India’s energy trade is characterized by a pronounced dependence on foreign hydrocarbons: it is the world’s second‑largest crude importer after China, reflecting substantial reliance on overseas supplies to meet domestic demand. Net crude imports climbed from 171.73 Mt in 2011–12 to 226.95 Mt in 2020–21 and about 232.5 Mt in 2022–23, exposing the economy to international price and supply fluctuations. Natural gas imports, largely in the form of LNG, rose from 18 BCM in 2011–12 to 32.86 BCM in 2020–21 and to 35.5 BCM in 2022–23, registering a compound annual growth rate of roughly 9.4% over the decade and signalling rapid growth in gas consumption and LNG infrastructure.

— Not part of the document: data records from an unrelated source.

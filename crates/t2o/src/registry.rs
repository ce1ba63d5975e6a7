//! Per-subgraph tensor registry.
//!
//! The registry owns every [`Tensor`] of one subgraph and guarantees a single
//! instance per name, so producer/consumer edges recorded by different
//! operators land on the same entity. A new registry is created for every
//! subgraph; nothing is shared across subgraphs.

use std::collections::HashMap;

use tracing::{debug, warn};

use crate::error::{ConvertError, Result};
use crate::layout::Layout;
use crate::source;
use crate::tensor::{DType, Tensor, TensorData, TensorId};

/// Prefix of every tensor and operator name invented during conversion.
pub const SYNTHETIC_PREFIX: &str = "TFLITE2ONNX";

#[derive(Debug, Default)]
pub struct TensorRegistry {
    tensors: Vec<Tensor>,
    by_name: HashMap<String, TensorId>,
    strict: bool,
}

impl TensorRegistry {
    /// Creates an empty registry. With `strict` set, a cache hit whose layout or
    /// initializer request disagrees with the registered tensor is an error;
    /// otherwise the disagreement is logged and ignored.
    pub fn new(strict: bool) -> Self {
        TensorRegistry {
            tensors: Vec::new(),
            by_name: HashMap::new(),
            strict,
        }
    }

    pub fn len(&self) -> usize {
        self.tensors.len()
    }

    pub fn is_empty(&self) -> bool {
        self.tensors.is_empty()
    }

    pub fn tensor(&self, id: TensorId) -> &Tensor {
        &self.tensors[id.index()]
    }

    pub fn tensor_mut(&mut self, id: TensorId) -> &mut Tensor {
        &mut self.tensors[id.index()]
    }

    pub fn lookup(&self, name: &str) -> Option<TensorId> {
        self.by_name.get(name).copied()
    }

    pub fn iter(&self) -> impl Iterator<Item = &Tensor> {
        self.tensors.iter()
    }

    pub(crate) fn ids(&self) -> impl Iterator<Item = TensorId> {
        (0..self.tensors.len() as u32).map(TensorId)
    }

    fn insert(&mut self, name: &str, make: impl FnOnce(TensorId) -> Tensor) -> TensorId {
        let id = TensorId(self.tensors.len() as u32);
        self.tensors.push(make(id));
        self.by_name.insert(name.to_string(), id);
        id
    }

    /// Returns the tensor at `index` of the source subgraph, creating it on first use.
    ///
    /// `layout` and `is_initializer` only seed a newly created tensor; a cached
    /// tensor is returned unchanged.
    pub fn get(
        &mut self,
        subgraph: &source::Subgraph,
        index: i64,
        layout: Option<Layout>,
        is_initializer: bool,
    ) -> Result<TensorId> {
        let desc = subgraph.tensor(index)?;
        let Some(id) = self.lookup(&desc.name) else {
            let source_index = Some(index as usize);
            return Ok(self.insert(&desc.name, |id| {
                Tensor::new(id, &desc.name, source_index, layout, is_initializer)
            }));
        };

        self.check_cache_hit(id, layout.as_ref(), is_initializer)?;
        Ok(id)
    }

    fn check_cache_hit(
        &self,
        id: TensorId,
        layout: Option<&Layout>,
        is_initializer: bool,
    ) -> Result<()> {
        let tensor = self.tensor(id);
        if let Some(requested) = layout {
            if tensor.layout() != Some(requested) {
                let err = ConvertError::LayoutConflict {
                    tensor: tensor.name().to_string(),
                    registered: tensor.layout().cloned(),
                    requested: requested.clone(),
                };
                if self.strict {
                    return Err(err);
                }
                warn!("{err}; keeping the registered layout");
            }
        }
        if is_initializer && tensor.status().is_parsed() && !tensor.is_initializer() {
            let err = ConvertError::InitializerConflict {
                tensor: tensor.name().to_string(),
            };
            if self.strict {
                return Err(err);
            }
            warn!("{err}; keeping it as a runtime value");
        }
        Ok(())
    }

    /// Creates (or returns the cached) tensor `name` derived from `existing`.
    ///
    /// The new tensor inherits element type and quantization parameters but
    /// starts with an empty shape and no data; callers fill those in.
    pub fn get_with_ref(&mut self, existing: TensorId, name: &str, is_initializer: bool) -> TensorId {
        if let Some(id) = self.lookup(name) {
            return id;
        }
        let reference = self.tensor(existing);
        let dtype = reference.try_dtype();
        let (scale, zero_point) = (reference.scale, reference.zero_point);
        debug!("Deriving {} from {}", name, reference.name());
        self.insert(name, |id| {
            let mut tensor = Tensor::new(id, name, None, None, is_initializer);
            if let Some(dtype) = dtype {
                tensor.set_dtype(dtype);
            }
            tensor.scale = scale;
            tensor.zero_point = zero_point;
            tensor
        })
    }

    /// Rank-0 constant holding `value` cast to the element type of `reference`.
    ///
    /// Memoized by element type and value, so equal scalars are shared.
    pub fn create_scalar(&mut self, reference: TensorId, value: f64) -> TensorId {
        let dtype = self.tensor(reference).dtype();
        let name = format!("{SYNTHETIC_PREFIX}_Scalar_{}_{}", dtype.name(), value);
        if let Some(id) = self.lookup(&name) {
            return id;
        }
        self.insert(&name, |id| {
            let mut tensor = Tensor::new(id, &name, None, None, true);
            tensor.set_dtype(dtype);
            tensor.data = Some(TensorData::full(dtype, value, 1));
            tensor.set_parsed();
            tensor
        })
    }

    /// Rank-1 int64 constant named after `owner`, e.g. the target shape of a reshape.
    pub fn create_vector(&mut self, owner: &str, values: &[i64]) -> TensorId {
        let name = format!("{SYNTHETIC_PREFIX}_Vector_{owner}");
        if let Some(id) = self.lookup(&name) {
            return id;
        }
        self.insert(&name, |id| {
            let mut tensor = Tensor::new(id, &name, None, None, true);
            tensor.shape = vec![values.len()];
            tensor.set_dtype(DType::Int64);
            tensor.data = Some(TensorData::I64(values.to_vec()));
            tensor.set_parsed();
            tensor
        })
    }
}

#[cfg(test)]
mod tests {
    use super::*;
    use crate::source::{SourceDType, Subgraph, TensorDesc};

    fn subgraph() -> Subgraph {
        let desc = |name: &str| TensorDesc {
            name: name.to_string(),
            shape: vec![1, 4],
            dtype: SourceDType::Float32,
            buffer: 0,
            quantization: None,
        };
        Subgraph {
            name: None,
            tensors: vec![desc("a"), desc("b")],
            operators: Vec::new(),
            inputs: vec![0],
            outputs: vec![1],
        }
    }

    #[test]
    fn get_returns_identical_instance() {
        let sg = subgraph();
        let mut registry = TensorRegistry::new(true);
        let first = registry.get(&sg, 0, None, false).expect("first lookup");
        let second = registry.get(&sg, 0, None, false).expect("second lookup");
        assert_eq!(first, second);
        assert_eq!(registry.len(), 1);
        assert_ne!(registry.get(&sg, 1, None, false).expect("other"), first);
    }

    #[test]
    fn cache_hit_ignores_missing_layout_request() {
        let sg = subgraph();
        let mut registry = TensorRegistry::new(true);
        let nhwc = Layout::new("NHWC", "NCHW");
        let id = registry.get(&sg, 0, Some(nhwc.clone()), false).expect("create");
        let hit = registry.get(&sg, 0, None, false).expect("hit");
        assert_eq!(id, hit);
        assert_eq!(registry.tensor(id).layout(), Some(&nhwc));
    }

    #[test]
    fn strict_registry_rejects_conflicting_layout() {
        let sg = subgraph();
        let mut registry = TensorRegistry::new(true);
        registry.get(&sg, 0, None, false).expect("create");
        let err = registry
            .get(&sg, 0, Some(Layout::new("NHWC", "NCHW")), false)
            .expect_err("conflict must be fatal");
        assert!(matches!(err, ConvertError::LayoutConflict { .. }));
    }

    #[test]
    fn lenient_registry_keeps_registered_layout() {
        let sg = subgraph();
        let mut registry = TensorRegistry::new(false);
        let id = registry.get(&sg, 0, None, false).expect("create");
        registry
            .get(&sg, 0, Some(Layout::new("NHWC", "NCHW")), false)
            .expect("conflict is only logged");
        assert!(registry.tensor(id).layout().is_none());
    }

    #[test]
    fn scalars_are_memoized_by_type_and_value() {
        let sg = subgraph();
        let mut registry = TensorRegistry::new(true);
        let reference = registry.get(&sg, 0, None, false).expect("create");
        registry.tensor_mut(reference).set_dtype(DType::Float);

        let one = registry.create_scalar(reference, 1.0);
        assert_eq!(registry.create_scalar(reference, 1.0), one);
        assert_ne!(registry.create_scalar(reference, 2.0), one);

        let scalar = registry.tensor(one);
        assert_eq!(scalar.name(), "TFLITE2ONNX_Scalar_float32_1");
        assert!(scalar.is_scalar());
        assert!(scalar.is_initializer());
        assert!(scalar.status().is_parsed());
        assert_eq!(scalar.data, Some(TensorData::F32(vec![1.0])));
    }

    #[test]
    fn derived_tensors_inherit_type_only() {
        let sg = subgraph();
        let mut registry = TensorRegistry::new(true);
        let base = registry.get(&sg, 0, None, false).expect("create");
        registry.tensor_mut(base).set_dtype(DType::Uint8);
        registry.tensor_mut(base).scale = 0.5;
        registry.tensor_mut(base).shape = vec![1, 4];

        let derived = registry.get_with_ref(base, "derived", false);
        assert_eq!(registry.get_with_ref(base, "derived", false), derived);
        let tensor = registry.tensor(derived);
        assert_eq!(tensor.dtype(), DType::Uint8);
        assert_eq!(tensor.scale, 0.5);
        assert!(tensor.shape.is_empty());
        assert!(tensor.source_index().is_none());
    }
}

Despite upstream scarcity, India has built substantial refining capacity and is a net exporter of refined petroleum products: exports increased from 38.94 Mt in 2008–09 to 56.76 Mt in 2020–21 and were about 62 Mt in 2022–23. This contrast—high import dependence for feedstocks alongside strong downstream processing and product trade—illustrates a spatial and functional divergence between resource endowments and industrial capability. In 2022–23 import dependence was estimated at 87.3% for crude oil and 47.3% for natural gas, quantifying vulnerability to external disruption and underscoring the limited size of domestic reserves.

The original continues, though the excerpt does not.